La session de 1836 s'ouvrit au milieu de ces vives inquiétudes qui en réagissant sur le législateur ne lui permettaient guère de s'occuper immédiatement de choses étrangères à la situation du moment. Bientôt le ministère du 22 février vint remplacer celui du 11 octobre; M. Persil céda la simarre à M. Sauzet. - Quelques jours après l'avènement du cabinet et au moment où la commission déjà nommée par la chambre des députés semblait disposée à présenter un nouveau rapport, le nouveau gardedes-sceaux retira le projet en vertu d'une ordonnance royale du 9 mars. Et comme il avait compris le besoin de le soumettre à une élaboration nouvelle, il confia ce soin à une commission spéciale composée de hauts fonctionnaires pris dans le sein des deux chambres et parmi les magistrats les plus élevés de l'ordre ju

diciaire.

Le ministère du 22 février ne fut pas de longue durée. Le 6 septembre de la même année vit rentrer aux affaires la plupart des ministres qui s'en étaient récemment éloignés.-M. Persil devint une seconde fois le chef de la magistrature du royaume.

Appelé ainsi à présider de nouveau aux destinées de l'oeuvre législative qu'il avait le premier soumise à la chambre des députés, il ne tarda pas à s'apercevoir

que le projet était trop étendu pour résister aux épreuves qui lui étaient réservées. Il reconnut que ses proportions étaient peu en harmonie avec nos formes parlementaires qui s'accommodent mal des travaux compliqués, et il conçut dès-lors l'idée de le démembrer, pour le diviser en autant de projets qu'il y avait de matières différentes dans le projet originaire.

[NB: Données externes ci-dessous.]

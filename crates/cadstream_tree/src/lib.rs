//! # cadstream_tree - Assembly Tree Registry
//!
//! Live model of a CAD assembly:
//! - AssemblyTree: nodes, contexts and reference nodes in one arena
//! - Contexts: load, attach, inclusion and prototype bookkeeping
//! - Indices: layers, filters, generic types and ids, views, configurations
//! - Reifier: incremental registration of parsed structure records
//! - Deletion with counted node and mesh blockers
//!
//! ## Example
//!
//! ```ignore
//! use cadstream_tree::prelude::*;
//!
//! let mut tree = AssemblyTree::new();
//! let root = tree.root_id();
//! let part = tree.create_node(root, NodeKind::ProductOccurrence, "part", Mat4::IDENTITY, true)?;
//! tree.set_node_visibility(part, false)?;
//! assert_eq!(tree.branch_visibility(root), Some(BranchVisibility::Hidden));
//! ```

pub mod arena;
pub mod context;
pub mod delete;
pub mod index;
pub mod info;
pub mod node;
pub mod offset;
pub mod reference;
pub mod reify;
pub mod remap;
pub mod tree;
pub mod view;
pub mod visibility;

pub use arena::{Arena, EntryKey};
pub use context::{
    AttachContext, Context, ContextId, ContextKind, InclusionContext, LoadContext, PrototypeContext,
    Relationship, RelationshipIndex, ResolvedModel,
};
pub use delete::{DeleteOutcome, DeletionReport};
pub use index::{Filter, FilterId, LayerId, TreeIndices};
pub use info::{
    AttributeInfo, ExternalModelInfo, FilterInfo, NodeInfo, ParsedAssembly, PartDefinitionInfo,
    PrototypeInfo, RelationshipInfo, RepresentationItemInfo,
};
pub use node::{LoadStatus, NodeFlags, NodeKind, TreeNode};
pub use offset::OffsetAllocator;
pub use reference::{ReferenceKind, ReferenceNode};
pub use reify::{PendingExternalModel, ReifyReport, Reifier};
pub use remap::ScKeyRemapper;
pub use tree::{AssemblyTree, Entry, LoadToken, Parent, StructuralParent};
pub use visibility::BranchVisibility;

/// Prelude - commonly used types
pub mod prelude {
    pub use crate::context::ContextId;
    pub use crate::delete::{DeleteOutcome, DeletionReport};
    pub use crate::index::{FilterId, LayerId};
    pub use crate::info::{NodeInfo, ParsedAssembly};
    pub use crate::node::{LoadStatus, NodeKind, TreeNode};
    pub use crate::tree::{AssemblyTree, Parent};
    pub use crate::visibility::BranchVisibility;
    pub use glam::Mat4;
}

Cette heureuse pensée fut bientôt réalisée.

En effet, dès le mois de janvier 1837, le ministre présentait aux chambres le projet sur l'autorité des arrêts rendus par la Cour de Cassation après deux renvois, et le projet sur les justices de paix. -- Le premier projet d'abord soumis à la chambre des pairs et par elle adopté le 21 février, sur un rapport de M. le comte Roy, fut communiqué à la chambre des députés le 28 février. Cette chambre entendit, le 14 mars, le rapport de M. Parant, et adopta à son tour le projet le 30 du même mois. — Il fut revêtu de la sanction royale le 1er avril.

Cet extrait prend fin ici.